» **Required action**
Go through the data and copy each line that holds "sample".
↓↓↓
use arrow::{
    array::{Array as _, Float64Array, RecordBatch, StringArray, UInt64Array},
    datatypes::{DataType, Field, Schema, SchemaRef},
};
use log::{debug, info, trace};
use parquet::{
    arrow::{
        ArrowWriter, ProjectionMask,
        arrow_reader::{ParquetRecordBatchReaderBuilder, RowSelection, RowSelector},
    },
    basic::Compression,
    file::properties::WriterProperties,
    format::KeyValue,
};
use serde::{Deserialize, Serialize};
use smartcore::linalg::basic::{
    arrays::{Array, Array2},
    matrix::DenseMatrix,
};
use sprs::{CsMat, TriMat};
use std::{
    collections::{BTreeMap, HashMap},
    fs::File,
    path::{Path, PathBuf},
    sync::Arc,
};

use corrgraph_core::topk::{Neighbor, TopKRow};

use crate::{
    config::ConfigValue,
    errors::{PipelineError, PipelineResult},
    source::{Catalog, DataSource, DatasetInfo, Manifest, ReadSpec, SourceFile},
    storage::{StorageError, StorageResult},
    worker::DistancePatch,
};

/// Key-value metadata entry holding the JSON per-sample shape of a source file.
pub const FEATURE_SHAPE_KEY: &str = "feature_shape";
/// Column naming the dataset a source row belongs to.
pub const DATASET_COLUMN: &str = "dataset";

pub const MEAN_ALL: &str = "mean_all";
pub const STD_ALL: &str = "std_all";
pub const CORRELATION_MATRIX: &str = "correlation_matrix";
pub const DISTANCES_DIR: &str = "distances";

// ============================================================================
// Metadata
// ============================================================================

/// Metadata stored next to the assembled matrix.
#[derive(Debug, Clone, Serialize, Deserialize)]
pub struct JobMetadata {
    pub name_id: String,
    pub timestamp: String,

    pub n_rows: usize,
    pub n_cols: usize,

    /// Job configuration (typed values)
    pub job_config: HashMap<String, ConfigValue>,

    pub files: HashMap<String, FileInfo>,
}

#[derive(Debug, Clone, Serialize, Deserialize)]
pub struct FileInfo {
    pub filename: String,
    pub file_type: String, // "vector", "patch" or "sparse"
    pub rows: usize,
    pub cols: usize,
    pub nnz: Option<usize>,
    pub size_bytes: Option<u64>,
}

impl JobMetadata {
    pub fn new(name_id: &str) -> Self {
        Self {
            name_id: name_id.to_string(),
            timestamp: chrono::Utc::now().to_rfc3339(),
            n_rows: 0,
            n_cols: 0,
            job_config: HashMap::new(),
            files: HashMap::new(),
        }
    }

    pub fn with_job_config(mut self, config: HashMap<String, ConfigValue>) -> Self {
        self.job_config = config;
        self
    }

    pub fn with_dimensions(mut self, rows: usize, cols: usize) -> Self {
        self.n_rows = rows;
        self.n_cols = cols;
        self
    }

    pub fn add_file(mut self, key: &str, info: FileInfo) -> Self {
        self.files.insert(key.to_string(), info);
        self
    }

    pub fn get_config<'a>(&'a self, key: &str) -> Option<&'a ConfigValue> {
        self.job_config.get(key)
    }

    pub fn neighbors(&self) -> Option<usize> {
        self.get_config("neighbors").and_then(|v| v.as_usize())
    }
}

pub fn save_metadata(
    metadata: &JobMetadata,
    path: impl AsRef<Path>,
    name_id: &str,
) -> StorageResult<()> {
    let metadata_path = path.as_ref().join(format!("{}_metadata.json", name_id));

    let json = serde_json::to_string_pretty(metadata)
        .map_err(|e| StorageError::Serde(format!("Failed to serialize metadata: {}", e)))?;

    std::fs::write(&metadata_path, json)
        .map_err(|e| StorageError::Io(format!("Failed to write metadata: {}", e)))?;

    Ok(())
}

pub fn load_metadata(path: impl AsRef<Path>, name_id: &str) -> StorageResult<JobMetadata> {
    let metadata_path = path.as_ref().join(format!("{}_metadata.json", name_id));

    debug!("loading metadata from {:?}", metadata_path);
    let json = std::fs::read_to_string(&metadata_path)
        .map_err(|e| StorageError::Io(format!("Failed to read metadata: {}", e)))?;

    serde_json::from_str(&json)
        .map_err(|e| StorageError::Serde(format!("Failed to parse metadata: {}", e)))
}

// ============================================================================
// Shared reader / writer plumbing
// ============================================================================

pub(crate) fn write_record_batch(
    file_path: &Path,
    schema: SchemaRef,
    batch: &RecordBatch,
    key_value_metadata: Option<Vec<KeyValue>>,
) -> StorageResult<()> {
    let file = File::create(file_path).map_err(|e| StorageError::Io(e.to_string()))?;

    let props = WriterProperties::builder()
        .set_compression(Compression::SNAPPY)
        .set_key_value_metadata(key_value_metadata)
        .build();

    let mut writer = ArrowWriter::try_new(file, schema, Some(props))
        .map_err(|e| StorageError::Parquet(e.to_string()))?;

    writer
        .write(batch)
        .map_err(|e| StorageError::Parquet(e.to_string()))?;

    writer
        .close()
        .map_err(|e| StorageError::Parquet(e.to_string()))?;

    Ok(())
}

fn open_reader(path: &Path) -> StorageResult<ParquetRecordBatchReaderBuilder<File>> {
    if !path.exists() {
        return Err(StorageError::Missing(path.display().to_string()));
    }
    let file = File::open(path).map_err(|e| StorageError::Io(e.to_string()))?;
    ParquetRecordBatchReaderBuilder::try_new(file).map_err(|e| StorageError::Parquet(e.to_string()))
}

fn u64_column<'a>(batch: &'a RecordBatch, name: &str) -> StorageResult<&'a UInt64Array> {
    batch
        .column_by_name(name)
        .and_then(|c| c.as_any().downcast_ref::<UInt64Array>())
        .ok_or_else(|| StorageError::Invalid(format!("{} column missing", name)))
}

fn f64_column<'a>(batch: &'a RecordBatch, name: &str) -> StorageResult<&'a Float64Array> {
    batch
        .column_by_name(name)
        .and_then(|c| c.as_any().downcast_ref::<Float64Array>())
        .ok_or_else(|| StorageError::Invalid(format!("{} column missing", name)))
}

fn str_column<'a>(batch: &'a RecordBatch, name: &str) -> StorageResult<&'a StringArray> {
    batch
        .column_by_name(name)
        .and_then(|c| c.as_any().downcast_ref::<StringArray>())
        .ok_or_else(|| StorageError::Invalid(format!("{} column missing", name)))
}

fn feature_column(j: usize) -> String {
    format!("f_{}", j)
}

// ============================================================================
// Source files
// ============================================================================

/// Write a chunked source file: one row per sample, datasets stored one after
/// the other in the given order.
///
/// All datasets must share the same number of columns. `feature_shape`
/// defaults to `[n_cols]`.
///
/// # Example
/// ```ignore
/// use corrgraph::storage::parquet::write_source_file;
/// write_source_file("./data/run_0001.parquet", &[("detector_a", &matrix)], Some([4, 4].as_slice())).unwrap();
/// ```
pub fn write_source_file(
    path: impl AsRef<Path>,
    datasets: &[(&str, &DenseMatrix<f64>)],
    feature_shape: Option<&[usize]>,
) -> StorageResult<()> {
    let n_cols = datasets.first().map(|(_, m)| m.shape().1).unwrap_or(0);
    if let Some((name, m)) = datasets.iter().find(|(_, m)| m.shape().1 != n_cols) {
        return Err(StorageError::Invalid(format!(
            "dataset {} has {} columns, expected {}",
            name,
            m.shape().1,
            n_cols
        )));
    }
    let shape: Vec<usize> = feature_shape.map(|s| s.to_vec()).unwrap_or(vec![n_cols]);

    let mut fields = vec![Field::new(DATASET_COLUMN, DataType::Utf8, false)];
    for j in 0..n_cols {
        fields.push(Field::new(feature_column(j), DataType::Float64, false));
    }
    let schema = Arc::new(Schema::new(fields));

    let mut names: Vec<&str> = Vec::new();
    let mut columns_data: Vec<Vec<f64>> = vec![Vec::new(); n_cols];
    for (name, matrix) in datasets {
        let (n_rows, _) = matrix.shape();
        names.extend(std::iter::repeat_n(*name, n_rows));
        for (j, col) in columns_data.iter_mut().enumerate() {
            col.extend((0..n_rows).map(|i| *matrix.get((i, j))));
        }
    }

    let mut columns: Vec<Arc<dyn arrow::array::Array>> = vec![Arc::new(StringArray::from(names))];
    for col in columns_data {
        columns.push(Arc::new(Float64Array::from(col)));
    }

    let batch = RecordBatch::try_new(schema.clone(), columns)
        .map_err(|e| StorageError::Arrow(e.to_string()))?;

    let shape_json = serde_json::to_string(&shape).map_err(|e| StorageError::Serde(e.to_string()))?;
    write_record_batch(
        path.as_ref(),
        schema,
        &batch,
        Some(vec![KeyValue::new(FEATURE_SHAPE_KEY.to_string(), shape_json)]),
    )
}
↑↑↑
» **Result below**
/// Key-value metadata entry holding the JSON per-sample shape of a source file.
/// Write a chunked source file: one row per sample, datasets stored one after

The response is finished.